Start of DATA RECORDS
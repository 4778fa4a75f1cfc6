use crate::model::{Member, Model, ScalarKind, Shape, ShapeKind};
use crate::GenError;
use std::collections::HashMap;
use std::fmt;

#[derive(Debug, Clone, Copy, PartialEq, Eq)]
pub enum Placement {
    Attribute,
    Element,
    FlattenedElement,
}

/// A name on the wire. Its display form, `prefix:local` or `local`, is the
/// pattern the generated code matches against.
#[derive(Debug, Clone, PartialEq, Eq, Hash)]
pub struct XmlName {
    pub prefix: Option<String>,
    pub local: String,
}

impl XmlName {
    /// A `p:local` name carries its own prefix, otherwise `prefix` applies.
    fn new(name: &str, prefix: Option<&str>) -> XmlName {
        match name.split_once(':') {
            Some((p, local)) => XmlName {
                prefix: Some(p.to_owned()),
                local: local.to_owned(),
            },
            None => XmlName {
                prefix: prefix.map(str::to_owned),
                local: name.to_owned(),
            },
        }
    }

    /// Whether one element could satisfy both patterns.
    fn overlaps(&self, other: &XmlName) -> bool {
        self.local == other.local
            && match (&self.prefix, &other.prefix) {
                (Some(a), Some(b)) => a == b,
                _ => true,
            }
    }
}

impl fmt::Display for XmlName {
    fn fmt(&self, f: &mut fmt::Formatter<'_>) -> fmt::Result {
        match &self.prefix {
            Some(prefix) => write!(f, "{prefix}:{}", self.local),
            None => f.write_str(&self.local),
        }
    }
}

/// Element names used inside a list or map.
#[derive(Debug, Clone, PartialEq, Eq)]
pub enum CollectionNames {
    List { member: XmlName },
    Map { entry: XmlName, key: XmlName, value: XmlName },
}

#[derive(Debug, Clone, PartialEq, Eq)]
pub struct WireBinding {
    pub name: XmlName,
    pub placement: Placement,
    /// Names inside the target collection, if the member targets one.
    pub collection: Option<CollectionNames>,
}

/// How operation outputs are enclosed.
#[derive(Debug, Clone, Copy, PartialEq, Eq, Default)]
pub enum Envelope {
    /// The output shape is the document root.
    #[default]
    Bare,
    /// `<OpResponse><OpResult>..</OpResult>..</OpResponse>`
    Wrapped,
}

/// Protocol-wide settings that apply wherever the model says nothing.
#[derive(Debug, Clone, PartialEq, Eq)]
pub struct ProtocolDefaults {
    pub envelope: Envelope,
    /// Errors arrive as `<ErrorResponse><Error>..</Error></ErrorResponse>`
    /// rather than a bare `<Error>` root.
    pub error_wrapping: bool,
    pub namespace_prefix: Option<String>,
    pub list_member_name: String,
    pub map_entry_name: String,
    pub map_key_name: String,
    pub map_value_name: String,
}

impl Default for ProtocolDefaults {
    fn default() -> ProtocolDefaults {
        ProtocolDefaults {
            envelope: Envelope::Bare,
            error_wrapping: true,
            namespace_prefix: None,
            list_member_name: "member".to_owned(),
            map_entry_name: "entry".to_owned(),
            map_key_name: "key".to_owned(),
            map_value_name: "value".to_owned(),
        }
    }
}

/// Names inside a collection shape; `None` for anything else.
pub fn collection_names(shape: &Shape, defaults: &ProtocolDefaults) -> Option<CollectionNames> {
    let prefix = shape
        .namespace_prefix()
        .or(defaults.namespace_prefix.as_deref());
    match &shape.kind {
        ShapeKind::List { member } => Some(CollectionNames::List {
            member: XmlName::new(
                member.xml_name.as_deref().unwrap_or(&defaults.list_member_name),
                prefix,
            ),
        }),
        ShapeKind::Map { key, value } => Some(CollectionNames::Map {
            entry: XmlName::new(&defaults.map_entry_name, prefix),
            key: XmlName::new(key.xml_name.as_deref().unwrap_or(&defaults.map_key_name), prefix),
            value: XmlName::new(
                value.xml_name.as_deref().unwrap_or(&defaults.map_value_name),
                prefix,
            ),
        }),
        _ => None,
    }
}

/// Name of `shape` when it is the document root.
pub fn root_name(shape: &Shape, defaults: &ProtocolDefaults) -> XmlName {
    let prefix = shape
        .namespace_prefix()
        .or(defaults.namespace_prefix.as_deref());
    XmlName::new(shape.wire_name(), prefix)
}

/// Wire binding of `member`, declared on `owner`.
pub fn resolve(
    model: &Model,
    owner: &Shape,
    member: &Member,
    defaults: &ProtocolDefaults,
) -> Result<WireBinding, GenError> {
    let target = model
        .shape(&member.target.target)
        .ok_or_else(|| GenError::UnknownShape {
            shape: owner.name.clone(),
            target: member.target.target.clone(),
        })?;
    let is_collection = matches!(target.kind, ShapeKind::List { .. } | ShapeKind::Map { .. });

    let placement = if member.attribute {
        if matches!(owner.kind, ShapeKind::Union(_)) {
            return Err(invalid_attribute(owner, member, "union members cannot be attributes"));
        }
        if !matches!(target.kind, ShapeKind::Scalar(_) | ShapeKind::Enum(_)) {
            return Err(invalid_attribute(owner, member, "attributes must target a scalar or an enum"));
        }
        Placement::Attribute
    } else if member.flattened {
        if !is_collection {
            return Err(GenError::InvalidFlattening {
                shape: owner.name.clone(),
                member: member.name.clone(),
                target: target.name.clone(),
            });
        }
        Placement::FlattenedElement
    } else {
        Placement::Element
    };

    let prefix = member
        .xml_prefix
        .as_deref()
        .or(owner.namespace_prefix())
        .or(defaults.namespace_prefix.as_deref());
    let name = XmlName::new(member.xml_name.as_deref().unwrap_or(&member.name), prefix);

    Ok(WireBinding {
        name,
        placement,
        collection: collection_names(target, defaults),
    })
}

fn invalid_attribute(owner: &Shape, member: &Member, reason: &'static str) -> GenError {
    GenError::InvalidAttribute {
        shape: owner.name.clone(),
        member: member.name.clone(),
        reason,
    }
}

/// Wire bindings of every member and collection in the model.
#[derive(Debug)]
pub struct BindingTable {
    members: HashMap<(String, String), WireBinding>,
    collections: HashMap<String, CollectionNames>,
}

impl BindingTable {
    pub fn resolve(model: &Model, defaults: &ProtocolDefaults) -> Result<BindingTable, GenError> {
        let mut members = HashMap::new();
        let mut collections = HashMap::new();
        for shape in model.shapes.values() {
            match &shape.kind {
                ShapeKind::Struct(list) | ShapeKind::Union(list) => {
                    let mut elements: Vec<(&Member, XmlName)> = vec![];
                    let mut attributes: Vec<(&Member, XmlName)> = vec![];
                    for member in list {
                        let binding = resolve(model, shape, member, defaults)?;
                        let (seen, wire_name) = match binding.placement {
                            Placement::Attribute => (&mut attributes, format!("attribute `{}`", binding.name)),
                            _ => (&mut elements, format!("<{}>", binding.name)),
                        };
                        if let Some((first, _)) = seen.iter().find(|(_, n)| n.overlaps(&binding.name)) {
                            return Err(GenError::AmbiguousBinding {
                                shape: shape.name.clone(),
                                first: first.name.clone(),
                                second: member.name.clone(),
                                wire_name,
                            });
                        }
                        seen.push((member, binding.name.clone()));
                        members.insert((shape.name.clone(), member.name.clone()), binding);
                    }
                }
                ShapeKind::Map { key, .. } => {
                    let key_ok = matches!(
                        model.shape(&key.target.target).map(|s| &s.kind),
                        Some(ShapeKind::Scalar(ScalarKind::String) | ShapeKind::Enum(_))
                    );
                    if !key_ok {
                        return Err(GenError::InvalidMapKey {
                            shape: shape.name.clone(),
                            key: key.target.target.clone(),
                        });
                    }
                    if let Some(names) = collection_names(shape, defaults) {
                        if let CollectionNames::Map { key, value, .. } = &names {
                            if key.overlaps(value) {
                                return Err(GenError::AmbiguousBinding {
                                    shape: shape.name.clone(),
                                    first: "key".to_owned(),
                                    second: "value".to_owned(),
                                    wire_name: format!("<{key}>"),
                                });
                            }
                        }
                        collections.insert(shape.name.clone(), names);
                    }
                }
                ShapeKind::List { .. } => {
                    if let Some(names) = collection_names(shape, defaults) {
                        collections.insert(shape.name.clone(), names);
                    }
                }
                ShapeKind::Scalar(_) | ShapeKind::Enum(_) => {}
            }
        }
        Ok(BindingTable {
            members,
            collections,
        })
    }

    pub fn member(&self, shape: &str, member: &str) -> Option<&WireBinding> {
        self.members.get(&(shape.to_owned(), member.to_owned()))
    }

    pub fn collection(&self, shape: &str) -> Option<&CollectionNames> {
        self.collections.get(shape)
    }
}

#[cfg(test)]
mod tests {
    use super::*;
    use crate::model::EnumValue;

    fn model() -> Model {
        Model::new()
            .with_shape(Shape::list("Tags", crate::model::CollectionMember::new("String").xml_name("item")))
            .with_shape(Shape::map("Settings", "String", "Integer"))
            .with_shape(Shape::enumeration("Color", vec![EnumValue::new("Red")]))
    }

    fn bind(owner: Shape, defaults: &ProtocolDefaults) -> Result<BindingTable, GenError> {
        BindingTable::resolve(&model().with_shape(owner), defaults)
    }

    #[test]
    fn placement_and_names() {
        let owner = Shape::structure(
            "Top",
            vec![
                Member::new("id", "String").attribute(),
                Member::new("tags", "Tags"),
                Member::new("flags", "Tags").flattened().xml_name("flag"),
                Member::new("settings", "Settings").flattened(),
            ],
        );
        let table = bind(owner, &ProtocolDefaults::default()).unwrap();

        let id = table.member("Top", "id").unwrap();
        assert_eq!(id.placement, Placement::Attribute);
        assert_eq!(id.name.to_string(), "id");

        let tags = table.member("Top", "tags").unwrap();
        assert_eq!(tags.placement, Placement::Element);
        assert_eq!(
            tags.collection,
            Some(CollectionNames::List { member: XmlName::new("item", None) })
        );

        let flags = table.member("Top", "flags").unwrap();
        assert_eq!(flags.placement, Placement::FlattenedElement);
        assert_eq!(flags.name.to_string(), "flag");

        let Some(CollectionNames::Map { entry, key, value }) = table.collection("Settings") else {
            panic!("Settings is a map");
        };
        assert_eq!((entry.local.as_str(), key.local.as_str(), value.local.as_str()), ("entry", "key", "value"));
    }

    #[test]
    fn prefix_precedence() {
        let defaults = ProtocolDefaults {
            namespace_prefix: Some("proto".to_owned()),
            ..ProtocolDefaults::default()
        };
        let plain = Shape::structure(
            "Plain",
            vec![Member::new("a", "String"), Member::new("b", "String").xml_prefix("own")],
        );
        let spaced = Shape::structure("Spaced", vec![Member::new("c", "String")])
            .with_namespace("urn:spaced", Some("sp"));
        let table = BindingTable::resolve(&model().with_shape(plain).with_shape(spaced), &defaults).unwrap();
        assert_eq!(table.member("Plain", "a").unwrap().name.to_string(), "proto:a");
        assert_eq!(table.member("Plain", "b").unwrap().name.to_string(), "own:b");
        assert_eq!(table.member("Spaced", "c").unwrap().name.to_string(), "sp:c");
    }

    #[test]
    fn flattening_a_scalar_is_an_error() {
        let owner = Shape::structure("Top", vec![Member::new("s", "String").flattened()]);
        let err = bind(owner, &ProtocolDefaults::default()).unwrap_err();
        assert!(matches!(err, GenError::InvalidFlattening { .. }));
    }

    #[test]
    fn attribute_rules() {
        let on_list = Shape::structure("Top", vec![Member::new("t", "Tags").attribute()]);
        assert!(matches!(
            bind(on_list, &ProtocolDefaults::default()),
            Err(GenError::InvalidAttribute { .. })
        ));

        let on_union = Shape::union("Choice", vec![Member::new("s", "String").attribute()]);
        assert!(matches!(
            bind(on_union, &ProtocolDefaults::default()),
            Err(GenError::InvalidAttribute { .. })
        ));

        let on_enum = Shape::structure("Top", vec![Member::new("c", "Color").attribute()]);
        assert!(bind(on_enum, &ProtocolDefaults::default()).is_ok());
    }

    #[test]
    fn duplicate_wire_names_are_ambiguous() {
        let owner = Shape::structure(
            "Top",
            vec![Member::new("a", "String"), Member::new("b", "String").xml_name("a")],
        );
        let err = bind(owner, &ProtocolDefaults::default()).unwrap_err();
        assert_eq!(err.to_string(), "Top: members `a` and `b` both decode from <a>");

        // attributes and elements live in different spaces
        let owner = Shape::structure(
            "Top",
            vec![Member::new("a", "String"), Member::new("b", "String").xml_name("a").attribute()],
        );
        assert!(bind(owner, &ProtocolDefaults::default()).is_ok());

        let owner = Shape::structure(
            "Top",
            vec![
                Member::new("a", "String").attribute(),
                Member::new("b", "String").xml_name("p:a").attribute(),
            ],
        );
        let err = bind(owner, &ProtocolDefaults::default()).unwrap_err();
        assert_eq!(err.to_string(), "Top: members `a` and `b` both decode from attribute `p:a`");

        let owner = Shape::structure(
            "Top",
            vec![
                Member::new("a", "String").xml_name("p:a").attribute(),
                Member::new("b", "String").xml_name("q:a").attribute(),
            ],
        );
        assert!(bind(owner, &ProtocolDefaults::default()).is_ok());
    }

    #[test]
    fn map_keys_must_be_strings_or_enums() {
        let by_number = Model::new().with_shape(Shape::map("ByNumber", "Integer", "String"));
        let err = BindingTable::resolve(&by_number, &ProtocolDefaults::default()).unwrap_err();
        assert!(matches!(err, GenError::InvalidMapKey { .. }));

        let by_color = model().with_shape(Shape::map("ByColor", "Color", "String"));
        assert!(BindingTable::resolve(&by_color, &ProtocolDefaults::default()).is_ok());
    }
}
End of DATA RECORDS
Whichever lines of the records above hold the word "elements" should all be copied out.

                    let mut elements: Vec<(&Member, XmlName)> = vec![];
                            _ => (&mut elements, format!("<{}>", binding.name)),
        // attributes and elements live in different spaces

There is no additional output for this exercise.